O mapeamento realizado pela associação mostrou que mesmo diante do recuo de 4% no PIB no período de janeiro a setembro e das altas taxas de juros (14,25%) e desemprego (11,08%), o setor de vendas diretas se manteve praticamente estável. Segundo o estudo de dimensionamento do mercado, realizado pela ABEVD (Associação Brasileira de Empresas de Vendas Diretas), o volume de negócios de janeiro a setembro foi de R$ 29,5 bilhões, o que representa uma leve contração de -1,9% em comparação com o mesmo período do ano passado.

Em relação ao número de empreendedores do setor, segundo a análise da associação, as vendas diretas contabilizaram 4,3 milhões de profissionais autônomos atuantes.

“Diante da grave crise econômica que impactou fortemente diversos setores, como foi o caso do varejo tradicional, consideramos positivo o fato das vendas diretas terem se mantido resiliente frente ao cenário adverso desse ano”, explica Roberta Kuruzu, diretora executiva da ABEVD.

O Brasil é o sexto mercado de vendas diretas no mundo, segundo levantamento da World Federation of Direct Selling Associations (WFDSA). Além disso, o país tem apresentado grande potencial para atrair novos segmentos e profissionais para o modelo.
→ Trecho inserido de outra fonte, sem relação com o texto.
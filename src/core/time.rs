//! Time representation using nanoseconds.
//!
//! Every timestamp and duration in the crate is a [`Time`]: a signed 64-bit
//! count of nanoseconds. Integer constructors are exact; floating point
//! accessors are provided for statistics and display.

use serde::{Deserialize, Deserializer, Serialize, Serializer};
use std::fmt;
use std::iter::Sum;
use std::ops::{Add, AddAssign, Div, Mul, Neg, Sub, SubAssign};

/// Time constants for conversions
pub mod constants {
    pub const NANOS_PER_HOUR: i64 = 3_600_000_000_000;
    pub const NANOS_PER_MINUTE: i64 = 60_000_000_000;
    pub const NANOS_PER_SECOND: i64 = 1_000_000_000;
    pub const NANOS_PER_MILLI: i64 = 1_000_000;
    pub const NANOS_PER_MICRO: i64 = 1_000;
}

use constants::*;

/// Signed time quantity in nanoseconds.
///
/// Used both as a point on a monotonic clock and as a duration. Ordering,
/// addition and subtraction are plain integer operations on the nanosecond
/// count.
#[derive(Debug, Clone, Copy, PartialEq, Eq, PartialOrd, Ord, Hash, Default)]
pub struct Time(i64);

impl Time {
    pub const ZERO: Time = Time(0);
    /// Sentinel used for open-ended durations.
    pub const MAX: Time = Time(i64::MAX);
    pub const MIN: Time = Time(i64::MIN);

    #[inline]
    pub const fn from_nanos(nanos: i64) -> Self {
        Time(nanos)
    }

    #[inline]
    pub const fn from_micros(micros: i64) -> Self {
        Time(micros * NANOS_PER_MICRO)
    }

    #[inline]
    pub const fn from_millis(millis: i64) -> Self {
        Time(millis * NANOS_PER_MILLI)
    }

    #[inline]
    pub const fn from_secs(secs: i64) -> Self {
        Time(secs * NANOS_PER_SECOND)
    }

    #[inline]
    pub const fn from_minutes(minutes: i64) -> Self {
        Time(minutes * NANOS_PER_MINUTE)
    }

    #[inline]
    pub const fn from_hours(hours: i64) -> Self {
        Time(hours * NANOS_PER_HOUR)
    }

    /// Convert floating seconds, rounding to the nearest nanosecond.
    #[inline]
    pub fn from_secs_f64(seconds: f64) -> Self {
        Time((seconds * NANOS_PER_SECOND as f64).round() as i64)
    }

    /// Convert floating milliseconds, rounding to the nearest nanosecond.
    #[inline]
    pub fn from_millis_f64(millis: f64) -> Self {
        Time((millis * NANOS_PER_MILLI as f64).round() as i64)
    }

    /// Convert floating nanoseconds, rounding to the nearest nanosecond.
    #[inline]
    pub fn from_nanos_f64(nanos: f64) -> Self {
        Time(nanos.round() as i64)
    }

    #[inline]
    pub const fn as_nanos(self) -> i64 {
        self.0
    }

    /// Whole microseconds, truncated toward zero.
    #[inline]
    pub const fn as_micros(self) -> i64 {
        self.0 / NANOS_PER_MICRO
    }

    /// Whole milliseconds, truncated toward zero.
    #[inline]
    pub const fn as_millis(self) -> i64 {
        self.0 / NANOS_PER_MILLI
    }

    /// Whole seconds, truncated toward zero.
    #[inline]
    pub const fn as_secs(self) -> i64 {
        self.0 / NANOS_PER_SECOND
    }

    #[inline]
    pub fn as_nanos_f64(self) -> f64 {
        self.0 as f64
    }

    #[inline]
    pub fn as_micros_f64(self) -> f64 {
        self.0 as f64 / NANOS_PER_MICRO as f64
    }

    #[inline]
    pub fn as_millis_f64(self) -> f64 {
        self.0 as f64 / NANOS_PER_MILLI as f64
    }

    #[inline]
    pub fn as_secs_f64(self) -> f64 {
        self.0 as f64 / NANOS_PER_SECOND as f64
    }

    #[inline]
    pub fn as_minutes_f64(self) -> f64 {
        self.0 as f64 / NANOS_PER_MINUTE as f64
    }

    #[inline]
    pub fn as_hours_f64(self) -> f64 {
        self.0 as f64 / NANOS_PER_HOUR as f64
    }

    #[inline]
    pub const fn abs(self) -> Self {
        Time(self.0.abs())
    }

    #[inline]
    pub fn min(self, other: Time) -> Time {
        Ord::min(self, other)
    }

    #[inline]
    pub fn max(self, other: Time) -> Time {
        Ord::max(self, other)
    }

    #[inline]
    pub const fn is_negative(self) -> bool {
        self.0 < 0
    }

    /// Addition that clamps at the sentinels instead of overflowing.
    #[inline]
    pub const fn saturating_add(self, other: Time) -> Time {
        Time(self.0.saturating_add(other.0))
    }

    #[inline]
    pub const fn saturating_sub(self, other: Time) -> Time {
        Time(self.0.saturating_sub(other.0))
    }

    /// Convert to a `std::time::Duration`, clamping negatives to zero.
    pub fn to_std(self) -> std::time::Duration {
        std::time::Duration::from_nanos(self.0.max(0) as u64)
    }

    /// Convert from a `std::time::Duration`, clamping at `Time::MAX`.
    pub fn from_std(duration: std::time::Duration) -> Self {
        Time(i64::try_from(duration.as_nanos()).unwrap_or(i64::MAX))
    }

    /// Sample standard deviation (n - 1 denominator) of a set of times.
    ///
    /// Returns zero for fewer than two samples.
    pub fn std_dev(samples: &[Time]) -> Time {
        if samples.len() < 2 {
            return Time::ZERO;
        }
        let n = samples.len() as f64;
        let mean = samples.iter().map(|t| t.as_nanos_f64()).sum::<f64>() / n;
        let var = samples
            .iter()
            .map(|t| {
                let d = t.as_nanos_f64() - mean;
                d * d
            })
            .sum::<f64>()
            / (n - 1.0);
        Time::from_nanos_f64(var.sqrt())
    }
}

impl Add for Time {
    type Output = Time;

    #[inline]
    fn add(self, rhs: Time) -> Time {
        Time(self.0 + rhs.0)
    }
}

impl AddAssign for Time {
    #[inline]
    fn add_assign(&mut self, rhs: Time) {
        self.0 += rhs.0;
    }
}

impl Sub for Time {
    type Output = Time;

    #[inline]
    fn sub(self, rhs: Time) -> Time {
        Time(self.0 - rhs.0)
    }
}

impl SubAssign for Time {
    #[inline]
    fn sub_assign(&mut self, rhs: Time) {
        self.0 -= rhs.0;
    }
}

impl Neg for Time {
    type Output = Time;

    #[inline]
    fn neg(self) -> Time {
        Time(-self.0)
    }
}

/// Scale by a real factor, rounding to the nearest nanosecond.
impl Mul<f64> for Time {
    type Output = Time;

    #[inline]
    fn mul(self, rhs: f64) -> Time {
        Time::from_nanos_f64(self.0 as f64 * rhs)
    }
}

impl Mul<i64> for Time {
    type Output = Time;

    #[inline]
    fn mul(self, rhs: i64) -> Time {
        Time(self.0 * rhs)
    }
}

/// Ratio of two durations.
impl Div for Time {
    type Output = f64;

    #[inline]
    fn div(self, rhs: Time) -> f64 {
        self.0 as f64 / rhs.0 as f64
    }
}

impl Div<f64> for Time {
    type Output = Time;

    #[inline]
    fn div(self, rhs: f64) -> Time {
        Time::from_nanos_f64(self.0 as f64 / rhs)
    }
}

impl Sum for Time {
    fn sum<I: Iterator<Item = Time>>(iter: I) -> Time {
        iter.fold(Time::ZERO, |acc, t| acc + t)
    }
}

impl fmt::Display for Time {
    fn fmt(&self, f: &mut fmt::Formatter<'_>) -> fmt::Result {
        write!(f, "{:.3}ms", self.as_millis_f64())
    }
}

/// Format time as HH:MM:SS.mmm
pub fn format_time(time: Time) -> String {
    let sign = if time.is_negative() { "-" } else { "" };
    let nanos = time.as_nanos().unsigned_abs();
    let hours = nanos / NANOS_PER_HOUR as u64;
    let minutes = (nanos % NANOS_PER_HOUR as u64) / NANOS_PER_MINUTE as u64;
    let seconds = (nanos % NANOS_PER_MINUTE as u64) / NANOS_PER_SECOND as u64;
    let millis = (nanos % NANOS_PER_SECOND as u64) / NANOS_PER_MILLI as u64;

    format!("{}{:02}:{:02}:{:02}.{:03}", sign, hours, minutes, seconds, millis)
}

/// Serde adapter storing a [`Time`] as floating milliseconds.
///
/// Configuration files express durations in milliseconds:
///
/// ```toml
/// pre_swap_safety_buffer = 2.5
/// ```
pub mod serde_millis {
    use super::*;

    pub fn serialize<S: Serializer>(time: &Time, serializer: S) -> Result<S::Ok, S::Error> {
        time.as_millis_f64().serialize(serializer)
    }

    pub fn deserialize<'de, D: Deserializer<'de>>(deserializer: D) -> Result<Time, D::Error> {
        let millis = f64::deserialize(deserializer)?;
        Ok(Time::from_millis_f64(millis))
    }
}

#[cfg(test)]
mod tests {
    use super::*;

    #[test]
    fn test_integer_constructors_are_exact() {
        assert_eq!(Time::from_hours(1).as_nanos(), 3_600_000_000_000);
        assert_eq!(Time::from_minutes(2), Time::from_secs(120));
        assert_eq!(Time::from_secs(3), Time::from_millis(3000));
        assert_eq!(Time::from_millis(7), Time::from_micros(7000));
        assert_eq!(Time::from_micros(9), Time::from_nanos(9000));
    }

    #[test]
    fn test_hours_round_trip_through_micros() {
        for hours in [-3, 0, 1, 5, 24, 1000] {
            let micros = Time::from_hours(hours).as_micros();
            let back = Time::from_micros(micros);
            assert_eq!(back, Time::from_hours(hours));
            assert_eq!(back.as_hours_f64(), hours as f64);
        }
    }

    #[test]
    fn test_seconds_conversion() {
        let time = Time::from_secs_f64(1.5);
        assert_eq!(time.as_nanos(), 1_500_000_000);
        assert!((time.as_secs_f64() - 1.5).abs() < 1e-9);
        assert_eq!(time.as_millis(), 1500);
        assert_eq!(time.as_micros(), 1_500_000);
    }

    #[test]
    fn test_arithmetic() {
        let t1 = Time::from_millis(1500);
        let t2 = Time::from_millis(2500);
        assert_eq!(t1 + t2, Time::from_secs(4));
        assert_eq!(t2 - t1, Time::from_secs(1));
        assert_eq!(-t1, Time::from_millis(-1500));
        assert_eq!(t1 * 2.0, Time::from_secs(3));
        assert_eq!(t1 * 3, Time::from_millis(4500));
        assert!((t2 / t1 - 5.0 / 3.0).abs() < 1e-12);
        assert_eq!(Time::from_millis(-3).abs(), Time::from_millis(3));
        assert_eq!(t1.min(t2), t1);
        assert_eq!(t1.max(t2), t2);
    }

    #[test]
    fn test_std_dev() {
        let samples: Vec<Time> = [2, 4, 4, 4, 5, 5, 7, 9].iter().map(|&n| Time::from_millis(n)).collect();
        // sample variance of the classic set is 32/7
        let expected = (32.0f64 / 7.0).sqrt();
        assert!((Time::std_dev(&samples).as_millis_f64() - expected).abs() < 1e-6);
        assert_eq!(Time::std_dev(&samples[..1]), Time::ZERO);
    }

    #[test]
    fn test_format_time() {
        let time = Time::from_hours(1) + Time::from_minutes(1) + Time::from_millis(1500);
        assert_eq!(format_time(time), "01:01:01.500");
        assert_eq!(format_time(-Time::from_millis(250)), "-00:00:00.250");
    }

    #[test]
    fn test_saturating_sentinels() {
        assert_eq!(Time::MAX.saturating_add(Time::from_secs(1)), Time::MAX);
        assert_eq!(Time::MIN.saturating_sub(Time::from_secs(1)), Time::MIN);
    }

    #[test]
    fn test_std_duration_round_trip() {
        let time = Time::from_micros(16_667);
        assert_eq!(Time::from_std(time.to_std()), time);
        assert_eq!(Time::from_millis(-5).to_std(), std::time::Duration::ZERO);
    }
}
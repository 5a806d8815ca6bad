//! Fence synchronization for rendered content.
//!
//! A [`FenceSync`] tracks one render: it is started right after the render's
//! commands are submitted and polled until the GPU reports completion. The
//! underlying fence is released when the sync is cleared or dropped.

use crate::core::time::Time;
use crate::render::backend::{FenceStatus, GpuFence};

#[derive(Default)]
pub struct FenceSync {
    fence: Option<Box<dyn GpuFence>>,
    start_time: Option<Time>,
    complete_time: Option<Time>,
    failed: bool,
}

impl FenceSync {
    pub fn new() -> Self {
        Self::default()
    }

    /// Begin tracking `fence`, replacing any previous one.
    pub fn start_sync(&mut self, fence: Box<dyn GpuFence>, now: Time) {
        self.fence = Some(fence);
        self.start_time = Some(now);
        self.complete_time = None;
        self.failed = false;
    }

    /// Poll the fence. Returns true once the tracked work has completed.
    pub fn update_sync(&mut self) -> bool {
        if self.complete_time.is_some() {
            return true;
        }
        let Some(fence) = self.fence.as_mut() else {
            return false;
        };
        match fence.poll() {
            FenceStatus::Pending => false,
            FenceStatus::Signaled(at) => {
                self.complete_time = Some(at);
                self.fence = None;
                true
            }
            FenceStatus::Failed => {
                self.failed = true;
                self.fence = None;
                false
            }
        }
    }

    /// Whether a fence is being waited on.
    pub fn is_syncing(&self) -> bool {
        self.fence.is_some()
    }

    /// Whether the tracked work completed.
    pub fn sync_success(&self) -> bool {
        self.complete_time.is_some()
    }

    pub fn sync_failed(&self) -> bool {
        self.failed
    }

    pub fn start_time(&self) -> Option<Time> {
        self.start_time
    }

    pub fn complete_time(&self) -> Option<Time> {
        self.complete_time
    }

    /// Release the fence and forget all results.
    pub fn clear(&mut self) {
        *self = Self::default();
    }
}

impl std::fmt::Debug for FenceSync {
    fn fmt(&self, f: &mut std::fmt::Formatter<'_>) -> std::fmt::Result {
        f.debug_struct("FenceSync")
            .field("syncing", &self.is_syncing())
            .field("start_time", &self.start_time)
            .field("complete_time", &self.complete_time)
            .field("failed", &self.failed)
            .finish()
    }
}

#[cfg(test)]
mod tests {
    use super::*;
    use std::collections::VecDeque;

    struct ScriptedFence(VecDeque<FenceStatus>);

    impl GpuFence for ScriptedFence {
        fn poll(&mut self) -> FenceStatus {
            self.0.pop_front().unwrap_or(FenceStatus::Pending)
        }
    }

    fn scripted(statuses: &[FenceStatus]) -> Box<dyn GpuFence> {
        Box::new(ScriptedFence(statuses.iter().copied().collect()))
    }

    #[test]
    fn test_completes_after_pending() {
        let mut sync = FenceSync::new();
        assert!(!sync.update_sync());
        sync.start_sync(
            scripted(&[FenceStatus::Pending, FenceStatus::Signaled(Time::from_millis(5))]),
            Time::from_millis(1),
        );
        assert!(sync.is_syncing());
        assert!(!sync.update_sync());
        assert!(sync.update_sync());
        assert!(!sync.is_syncing());
        assert!(sync.sync_success());
        assert_eq!(sync.complete_time(), Some(Time::from_millis(5)));
        // stays complete
        assert!(sync.update_sync());
    }

    #[test]
    fn test_failure_and_clear() {
        let mut sync = FenceSync::new();
        sync.start_sync(scripted(&[FenceStatus::Failed]), Time::ZERO);
        assert!(!sync.update_sync());
        assert!(sync.sync_failed());
        assert!(!sync.sync_success());
        sync.clear();
        assert!(!sync.sync_failed());
        assert_eq!(sync.start_time(), None);
    }
}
“As vendas diretas têm auxiliado milhões de pessoas que buscam alternativas de renda complementar e até mesmo renda principal. O setor tem contribuído para que diversos profissionais possam mudar seu estilo de vida, saindo do tradicional modelo corporativo de trabalho e proporcionado mais qualidade de vida. Além disso, o mercado nacional pode crescer ainda mais, pois graças à versatilidade do setor, toda e qualquer categoria de produtos pode aderir a esse modelo”, salienta Kuruzu.

As expectativas para o fechamento do ano são positivas, pois esse é um período em que o setor absorve mais profissionais em busca de uma alternativa eficiente e de baixo risco para obtenção de renda.